The main database, each auxilliary database, and each shard is a master-master pair.  One side is in our us-east-1d and the other is in our us-east-1e.

We write to both sides of the pair all the time.  We ensure consistency by preferring the odd side for odd-numbered teams and the even side for even-numbered teams.

This cuts the replication load in half and makes it easier for each side to keep up.

If the preferred side isn’t reachable we try the other and rely on replication to restore consistency.  This usually works.

To add insult to injury, you can’t run pt-table-checksum against a master-master pair without moving all your real traffic to one side.

Tickets

None of the servers in those master-master pairs generate any identifiers themselves.  Instead they get identifiers ahead of time from ticket servers.

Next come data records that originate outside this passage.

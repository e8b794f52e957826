use std::sync::Arc;

use chrono::{NaiveDate, NaiveTime};
use clap::Parser;
use pretty_assertions::assert_eq;
use roster_core::models::{SchemaSet, TableRunStats, WorkspaceDump};
use roster_core::{EngineConfig, MemoryStore, Mirror, WorkspaceSource};

use crate::cli::{Cli, Commands, CompletionShell, ExportFormat};
use crate::commands::common::{format_plan_lines, format_stats, load_schema, PlanSummary};
use crate::commands::completions::render_completions;
use crate::commands::export::write_exports;
use crate::commands::schedule::{next_run_after, parse_time_of_day};
use crate::commands::sync::sync_once;
use crate::error::CliError;

struct StaticSource(WorkspaceDump);

#[async_trait::async_trait]
impl WorkspaceSource for StaticSource {
    async fn fetch(&self) -> roster_core::Result<WorkspaceDump> {
        Ok(self.0.clone())
    }
}

fn dump() -> WorkspaceDump {
    serde_json::from_str(
        r#"{
            "users": [
                {"id": "u1", "display_name": "alice", "real_name": "Alice",
                 "updated": "2024-05-01T10:00:00Z", "channel_ids": ["c1"]}
            ],
            "channels": [
                {"id": "c1", "name": "general", "creator_id": "u1",
                 "created": "2023-01-01T00:00:00Z", "member_ids": ["u1"]}
            ]
        }"#,
    )
    .unwrap()
}

async fn memory_mirror() -> (Arc<MemoryStore>, Mirror) {
    let store = Arc::new(MemoryStore::new());
    let mirror = Mirror::bootstrap(store.clone(), EngineConfig::default(), &SchemaSet::default())
        .await
        .unwrap();
    (store, mirror)
}

#[test]
fn parse_time_of_day_accepts_minutes_and_seconds() {
    assert_eq!(
        parse_time_of_day("07:30").unwrap(),
        NaiveTime::from_hms_opt(7, 30, 0).unwrap()
    );
    assert_eq!(
        parse_time_of_day(" 23:59:58 ").unwrap(),
        NaiveTime::from_hms_opt(23, 59, 58).unwrap()
    );
}

#[test]
fn parse_time_of_day_rejects_garbage() {
    for raw in ["", "7", "25:00", "07:30pm"] {
        assert!(matches!(
            parse_time_of_day(raw),
            Err(CliError::InvalidScheduleTime(_))
        ));
    }
}

#[test]
fn next_run_is_today_when_time_is_ahead() {
    let now = NaiveDate::from_ymd_opt(2024, 5, 1)
        .unwrap()
        .and_hms_opt(6, 0, 0)
        .unwrap();
    let at = NaiveTime::from_hms_opt(7, 30, 0).unwrap();
    assert_eq!(
        next_run_after(now, at),
        NaiveDate::from_ymd_opt(2024, 5, 1)
            .unwrap()
            .and_hms_opt(7, 30, 0)
            .unwrap()
    );
}

#[test]
fn next_run_rolls_over_to_tomorrow() {
    let at = NaiveTime::from_hms_opt(7, 30, 0).unwrap();
    for (hour, minute) in [(7, 30), (22, 0)] {
        let now = NaiveDate::from_ymd_opt(2024, 12, 31)
            .unwrap()
            .and_hms_opt(hour, minute, 0)
            .unwrap();
        assert_eq!(
            next_run_after(now, at),
            NaiveDate::from_ymd_opt(2025, 1, 1)
                .unwrap()
                .and_hms_opt(7, 30, 0)
                .unwrap()
        );
    }
}

#[test]
fn cli_parses_sync_with_global_flags() {
    let cli = Cli::try_parse_from([
        "roster",
        "sync",
        "--input",
        "dump.json",
        "--scheduled",
        "--config",
        "roster.json",
    ])
    .unwrap();

    assert_eq!(cli.config.as_deref(), Some(std::path::Path::new("roster.json")));
    match cli.command {
        Commands::Sync {
            input,
            scheduled,
            json,
        } => {
            assert_eq!(input, std::path::PathBuf::from("dump.json"));
            assert!(scheduled);
            assert!(!json);
        }
        _ => panic!("expected sync command"),
    }
}

#[test]
fn cli_requires_input_for_sync() {
    assert!(Cli::try_parse_from(["roster", "sync"]).is_err());
}

#[test]
fn completions_mention_binary_name() {
    let script = String::from_utf8(render_completions(CompletionShell::Bash)).unwrap();
    assert!(script.contains("roster"));
}

#[test]
fn format_stats_lists_all_counters() {
    let stats = TableRunStats {
        added: 3,
        updated: 1,
        deleted: 2,
    };
    assert_eq!(format_stats(&stats), "+3 added, ~1 updated, -2 deleted");
    let lines = format_plan_lines(&PlanSummary {
        users: stats,
        channels: TableRunStats::default(),
    });
    assert_eq!(lines[1], "Channels: +0 added, ~0 updated, -0 deleted");
}

#[test]
fn load_schema_defaults_without_path() {
    assert_eq!(load_schema(None).unwrap(), SchemaSet::default());
}

#[tokio::test]
async fn sync_once_pushes_dump_as_scheduled_run() {
    let (store, mirror) = memory_mirror().await;

    let outcome = sync_once(&mirror, &StaticSource(dump()), false)
        .await
        .unwrap();

    assert!(!outcome.report.is_manual);
    assert_eq!(outcome.users.added, 1);
    assert_eq!(store.records("Channels").len(), 1);
}

#[tokio::test]
async fn sync_once_surfaces_resolution_failures() {
    let (store, mirror) = memory_mirror().await;
    let mut dump = dump();
    dump.channels[0].member_ids.push("u9".to_string());

    let err = sync_once(&mirror, &StaticSource(dump), true)
        .await
        .unwrap_err();

    assert!(matches!(
        err,
        CliError::Core(roster_core::Error::Resolution { .. })
    ));
    assert!(store.records("Users").is_empty());
}

#[tokio::test]
async fn write_exports_creates_one_file_per_table() {
    let (_store, mirror) = memory_mirror().await;
    sync_once(&mirror, &StaticSource(dump()), true)
        .await
        .unwrap();
    let dir = tempfile::tempdir().unwrap();

    let written = write_exports(&mirror, ExportFormat::Markdown, dir.path())
        .await
        .unwrap();

    let names = written
        .iter()
        .filter_map(|path| path.file_name().and_then(|name| name.to_str()))
        .collect::<Vec<_>>();
    assert_eq!(names, vec!["users.md", "channels.md", "tasks.md"]);
    let users = std::fs::read_to_string(dir.path().join("users.md")).unwrap();
    assert!(users.contains("| u1 | alice |"));
}
//! Change set computation.

use std::collections::{HashMap, HashSet};

use crate::models::{DesiredRecord, FieldMap, RemoteId, StoredRecord, TableRunStats};
use crate::sync::compare::record_matches;
use crate::sync::snapshot::{SnapshotDelta, TableSnapshot};
use crate::{Error, Result};

/// A stored record and the fields it should be overwritten with.
#[derive(Debug, Clone, PartialEq)]
pub struct RecordUpdate {
    pub record: StoredRecord,
    pub fields: FieldMap,
}

/// Writes needed to make a remote table match the desired records.
#[derive(Debug, Clone, Default, PartialEq)]
pub struct ChangeSet {
    pub to_add: Vec<DesiredRecord>,
    pub to_update: Vec<RecordUpdate>,
    pub to_delete: Vec<StoredRecord>,
    /// Domain ids already in the desired state.
    pub unchanged: Vec<String>,
}

impl ChangeSet {
    #[must_use]
    pub fn is_empty(&self) -> bool {
        self.to_add.is_empty() && self.to_update.is_empty() && self.to_delete.is_empty()
    }

    /// Planned counts, before any remote call.
    #[must_use]
    pub fn stats(&self) -> TableRunStats {
        TableRunStats {
            added: self.to_add.len(),
            updated: self.to_update.len(),
            deleted: self.to_delete.len(),
        }
    }
}

/// Reject desired lists that name the same domain id twice.
pub fn check_unique(table: &str, desired: &[DesiredRecord]) -> Result<()> {
    let mut seen = HashSet::with_capacity(desired.len());
    for record in desired {
        if !seen.insert(record.domain_id.as_str()) {
            return Err(Error::DuplicateDomainId {
                table: table.to_string(),
                domain_id: record.domain_id.clone(),
            });
        }
    }
    Ok(())
}

/// Diff `desired` against the snapshot.
///
/// Stored records are indexed by domain id once, first occurrence winning.
/// Every stored record that is not matched by a desired record ends up in
/// `to_delete`: records without an `Id`, later copies of a duplicated `Id`,
/// and records the source no longer has.
pub fn plan(desired: &[DesiredRecord], snapshot: &TableSnapshot) -> Result<ChangeSet> {
    check_unique(snapshot.name(), desired)?;

    let mut index: HashMap<&str, &StoredRecord> = HashMap::with_capacity(snapshot.len());
    for record in snapshot.records() {
        if let Some(domain_id) = record.domain_id.as_deref() {
            index.entry(domain_id).or_insert(record);
        }
    }

    let mut matched: HashSet<&RemoteId> = HashSet::with_capacity(desired.len());
    let mut change_set = ChangeSet::default();

    for record in desired {
        match index.get(record.domain_id.as_str()) {
            None => change_set.to_add.push(record.clone()),
            Some(stored) => {
                matched.insert(&stored.remote_id);
                if record_matches(snapshot.schema(), stored, &record.fields) {
                    change_set.unchanged.push(record.domain_id.clone());
                } else {
                    change_set.to_update.push(RecordUpdate {
                        record: (*stored).clone(),
                        fields: record.fields.clone(),
                    });
                }
            }
        }
    }

    change_set.to_delete = snapshot
        .records()
        .iter()
        .filter(|record| !matched.contains(&record.remote_id))
        .cloned()
        .collect();

    Ok(change_set)
}

/// The snapshot a fully successful apply of `change_set` would produce.
///
/// Added records get placeholder remote ids of the form `pending:<domain id>`.
#[must_use]
pub fn simulate_apply(change_set: &ChangeSet, snapshot: &TableSnapshot) -> TableSnapshot {
    let mut simulated = snapshot.clone();
    simulated.merge(SnapshotDelta {
        deleted: change_set
            .to_delete
            .iter()
            .map(|record| record.remote_id.clone())
            .collect(),
        added: change_set
            .to_add
            .iter()
            .map(|record| {
                StoredRecord::new(
                    RemoteId::new(format!("pending:{}", record.domain_id)),
                    without_falsy(&record.fields),
                )
            })
            .collect(),
        updated: change_set
            .to_update
            .iter()
            .map(|update| {
                let mut fields = update.record.fields.clone();
                for (name, value) in &update.fields {
                    if value.is_falsy_default() {
                        fields.remove(name);
                    } else {
                        fields.insert(name.clone(), value.clone());
                    }
                }
                StoredRecord::new(update.record.remote_id.clone(), fields)
            })
            .collect(),
    });
    simulated
}

fn without_falsy(fields: &FieldMap) -> FieldMap {
    fields
        .iter()
        .filter(|(_, value)| !value.is_falsy_default())
        .map(|(name, value)| (name.clone(), value.clone()))
        .collect()
}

Each ticket sequence is a single row table that repeatedly runs SQL like this:

REPLACE INTO tickets (dummy) VALUES ('');
SELECT LAST_INSERT_ID();

There are two ticket servers in each sequence, an odd one and and even one.  We don’t make much effort to keep them in-sync, though I bet the tickets being roughly in order helps InnoDB a great deal.

We’re experimenting with MySQL 5.6 on some ticket servers as a potential fix for a bug in which a lock is held, connections are all consumed, it waits for a few dozen seconds, and then everything returns to normal.

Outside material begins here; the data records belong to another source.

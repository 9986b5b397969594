//! Input-device abstraction and push-based fragment delivery.
//!
//! [`InputDevice`] is the seam between the recording core and the platform
//! audio stack.  Acquisition is asynchronous (it may wait on an OS permission
//! prompt); once granted, the device pushes every captured fragment into the
//! [`FragmentSink`] it was given, in real time, until its [`DeviceHandle`] is
//! released.  A mid-stream failure is pushed through the same sink so it is
//! processed on the session's event queue in order with the fragments.

use std::sync::atomic::{AtomicBool, Ordering};
use std::sync::Arc;

use async_trait::async_trait;
use serde::{Deserialize, Serialize};
use thiserror::Error;
use tokio::sync::mpsc;

// ---------------------------------------------------------------------------
// CaptureError
// ---------------------------------------------------------------------------

/// Failures reported by an input device.
#[derive(Debug, Clone, Error, PartialEq)]
pub enum CaptureError {
    /// The user or the OS refused access to the input device.
    #[error("microphone access denied: {0}")]
    PermissionDenied(String),

    /// No capture device is present, or it cannot be opened.
    #[error("no usable input device: {0}")]
    DeviceUnavailable(String),

    /// The device failed or disconnected while streaming.
    #[error("audio stream interrupted: {0}")]
    StreamInterrupted(String),

    /// A handle on this device is already open, or being acquired.
    #[error("an input device handle is already open")]
    AlreadyOpen,
}

// ---------------------------------------------------------------------------
// StreamFormat
// ---------------------------------------------------------------------------

/// How fragment bytes are laid out.
#[derive(Debug, Clone, Copy, PartialEq, Eq, Serialize, Deserialize)]
pub enum SampleEncoding {
    /// Interleaved signed 16-bit little-endian PCM.
    Pcm16Le,
    /// Bytes the core cannot interpret (already-encoded audio).
    Opaque,
}

/// Stream format negotiated with the device at grant time.
#[derive(Debug, Clone, Copy, PartialEq, Eq, Serialize, Deserialize)]
pub struct StreamFormat {
    /// Sample rate in Hz.
    pub sample_rate: u32,
    /// Number of interleaved channels.
    pub channels: u16,
    pub encoding: SampleEncoding,
}

impl StreamFormat {
    /// 16-bit PCM at the given rate and channel count.
    pub fn pcm16(sample_rate: u32, channels: u16) -> Self {
        Self {
            sample_rate,
            channels,
            encoding: SampleEncoding::Pcm16Le,
        }
    }

    /// Bytes per interleaved frame, or `None` for opaque streams.
    pub fn frame_bytes(&self) -> Option<usize> {
        match self.encoding {
            SampleEncoding::Pcm16Le => Some(2 * self.channels as usize),
            SampleEncoding::Opaque => None,
        }
    }

    /// Number of seconds of audio contained in `byte_len` bytes, if known.
    pub fn seconds_for(&self, byte_len: usize) -> Option<f64> {
        let frame = self.frame_bytes()?;
        if frame == 0 || self.sample_rate == 0 {
            return None;
        }
        Some((byte_len / frame) as f64 / self.sample_rate as f64)
    }
}

// ---------------------------------------------------------------------------
// CaptureConstraints
// ---------------------------------------------------------------------------

/// Desired capture mode passed to [`InputDevice::acquire`].
///
/// Every field is a preference; `None` lets the device pick its default.
#[derive(Debug, Clone, Default, PartialEq, Serialize, Deserialize)]
pub struct CaptureConstraints {
    /// Input device name; `None` means the system default.
    pub device_name: Option<String>,
    /// Preferred sample rate in Hz.
    pub sample_rate: Option<u32>,
    /// Preferred channel count.
    pub channels: Option<u16>,
}

// ---------------------------------------------------------------------------
// DeviceEvent / FragmentSink
// ---------------------------------------------------------------------------

/// Something the device pushed onto the session's event queue.
#[derive(Debug, Clone, PartialEq)]
pub enum DeviceEventKind {
    /// One captured fragment.
    Fragment(Vec<u8>),
    /// The stream failed; no further fragments will follow.
    Failed(String),
}

/// A device event tagged with the session generation it belongs to.
#[derive(Debug, Clone, PartialEq)]
pub struct DeviceEvent {
    pub generation: u64,
    pub kind: DeviceEventKind,
}

/// Callback target handed to a device on acquisition.
///
/// Backed by an unbounded channel so that the audio callback never blocks.
/// Sends after the session's receiver is gone are ignored.
#[derive(Debug, Clone)]
pub struct FragmentSink {
    generation: u64,
    tx: mpsc::UnboundedSender<DeviceEvent>,
}

impl FragmentSink {
    pub fn new(generation: u64, tx: mpsc::UnboundedSender<DeviceEvent>) -> Self {
        Self { generation, tx }
    }

    /// Session generation this sink was created for.
    pub fn generation(&self) -> u64 {
        self.generation
    }

    /// Push one fragment.  Returns `false` when the session is gone.
    pub fn deliver(&self, fragment: Vec<u8>) -> bool {
        self.send(DeviceEventKind::Fragment(fragment))
    }

    /// Report an asynchronous stream failure.
    pub fn fail(&self, reason: impl Into<String>) -> bool {
        self.send(DeviceEventKind::Failed(reason.into()))
    }

    fn send(&self, kind: DeviceEventKind) -> bool {
        self.tx
            .send(DeviceEvent {
                generation: self.generation,
                kind,
            })
            .is_ok()
    }
}

// ---------------------------------------------------------------------------
// DeviceLock
// ---------------------------------------------------------------------------

/// In-use flag shared by every clone of one device.
///
/// A device takes a [`DeviceClaim`] before it grants and moves it into the
/// handle; the flag clears when the claim is dropped.
#[derive(Debug, Clone, Default)]
pub struct DeviceLock {
    in_use: Arc<AtomicBool>,
}

impl DeviceLock {
    pub fn new() -> Self {
        Self::default()
    }

    /// Take the device, or `AlreadyOpen` if another handle holds it.
    pub fn claim(&self) -> Result<DeviceClaim, CaptureError> {
        self.in_use
            .compare_exchange(false, true, Ordering::AcqRel, Ordering::Acquire)
            .map_err(|_| CaptureError::AlreadyOpen)?;
        Ok(DeviceClaim {
            in_use: Arc::clone(&self.in_use),
        })
    }

    pub fn is_claimed(&self) -> bool {
        self.in_use.load(Ordering::Acquire)
    }
}

/// Proof of exclusive use; frees the device on drop.
#[derive(Debug)]
pub struct DeviceClaim {
    in_use: Arc<AtomicBool>,
}

impl Drop for DeviceClaim {
    fn drop(&mut self) {
        self.in_use.store(false, Ordering::Release);
    }
}

// ---------------------------------------------------------------------------
// InputDevice / DeviceHandle
// ---------------------------------------------------------------------------

/// An open capture stream.
///
/// Implementations must make [`release`](Self::release) idempotent and should
/// release on drop as well.
pub trait DeviceHandle: Send {
    /// Format of the bytes this handle delivers.
    fn format(&self) -> StreamFormat;

    /// Close the device and stop fragment delivery.
    fn release(&mut self);

    /// Returns `true` until [`release`](Self::release) has been called.
    fn is_open(&self) -> bool;
}

/// A platform audio-input capability.
#[async_trait]
pub trait InputDevice: Send + Sync {
    /// Request the device.
    ///
    /// Suspends until the platform grants or refuses access.  On success the
    /// device starts pushing fragments into `sink` immediately.
    ///
    /// At most one handle per device is open at a time; a request while one
    /// is held fails with [`CaptureError::AlreadyOpen`].
    async fn acquire(
        &self,
        constraints: &CaptureConstraints,
        sink: FragmentSink,
    ) -> Result<Box<dyn DeviceHandle>, CaptureError>;

    /// Human-readable backend name for logging.
    fn name(&self) -> &str;
}

// Compile-time assertion: Box<dyn InputDevice> must be constructible.
const _: fn() = || {
    fn _assert_object_safe(_: Box<dyn InputDevice>) {}
};

// ---------------------------------------------------------------------------
// Tests
// ---------------------------------------------------------------------------

#[cfg(test)]
mod tests {
    use super::*;

    #[test]
    fn sink_tags_events_with_generation() {
        let (tx, mut rx) = mpsc::unbounded_channel();
        let sink = FragmentSink::new(7, tx);

        assert!(sink.deliver(vec![1, 2]));
        assert!(sink.fail("unplugged"));

        assert_eq!(
            rx.try_recv().unwrap(),
            DeviceEvent {
                generation: 7,
                kind: DeviceEventKind::Fragment(vec![1, 2]),
            }
        );
        assert_eq!(
            rx.try_recv().unwrap().kind,
            DeviceEventKind::Failed("unplugged".into())
        );
    }

    #[test]
    fn sink_reports_closed_receiver() {
        let (tx, rx) = mpsc::unbounded_channel();
        let sink = FragmentSink::new(1, tx);
        drop(rx);

        assert!(!sink.deliver(vec![0]));
    }

    #[test]
    fn pcm16_seconds_for_bytes() {
        let format = StreamFormat::pcm16(16_000, 1);
        assert_eq!(format.frame_bytes(), Some(2));
        assert_eq!(format.seconds_for(32_000), Some(1.0));

        let stereo = StreamFormat::pcm16(48_000, 2);
        assert_eq!(stereo.seconds_for(96_000), Some(0.5));
    }

    #[test]
    fn opaque_format_has_no_duration() {
        let format = StreamFormat {
            sample_rate: 48_000,
            channels: 1,
            encoding: SampleEncoding::Opaque,
        };
        assert_eq!(format.seconds_for(1_000), None);
    }

    #[test]
    fn lock_admits_one_claim_at_a_time() {
        let lock = DeviceLock::new();
        let shared = lock.clone();

        let claim = lock.claim().unwrap();
        assert!(shared.is_claimed());
        assert_eq!(shared.claim().unwrap_err(), CaptureError::AlreadyOpen);

        drop(claim);
        assert!(!lock.is_claimed());
        assert!(shared.claim().is_ok());
    }

    #[test]
    fn capture_error_messages() {
        assert_eq!(
            CaptureError::PermissionDenied("user said no".into()).to_string(),
            "microphone access denied: user said no"
        );
        assert_eq!(
            CaptureError::AlreadyOpen.to_string(),
            "an input device handle is already open"
        );
    }
}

The ticket servers probably shouldn’t be MySQL and maybe shouldn’t even be stateful.

Monitoring

We monitor all the normal things in Ganglia.

We also attempt to monitor the how many bytes each slave’s relay log is behind the master’s because this is a better measure of durability.

SQL replication lag isn’t a big deal on shards because teams prefer one side or the other.

SQL replication lag is a big deal on the main database because we have no team from which to derive a preference.  I’m considering defining the preference by table name.

Our typical response to main database replication lag is to send all writes to the other side.

Backup and restore

We take full nightly backups at 10:00pm Pacific using xtrabackup.  We haven’t experimented at all with incrementals because recovery time’s very important to us.

Each server has an EBS volume attached for staging backups on their way to S3.

Pay very close attention to what version of xtrabackup you’re using because slight mismatches will produce cryptic errors or infinite loops that fill your disks.

Our goal is to reprovision every server, even databases, every 90 days to encourage ourselves to be really good at it.  Our provisioner runs knife ec2 server create, restores the most recent backup, and starts replication in one command.  As soon as replication is caught up we can put it into service.

If a backup was taken more than a few hours ago it’s actually faster to make a new backup so there’s less catch-up.

Miscellaneous unsolicited advice

Beware:  Percona’s packages always start MySQL no matter what you do.

Host your own packages lest you get wildly different versions running together in production.

Move OLAP workloads to their own clusters early and often.  We can handle more than three times our current traffic excluding top-of-the-hour stats.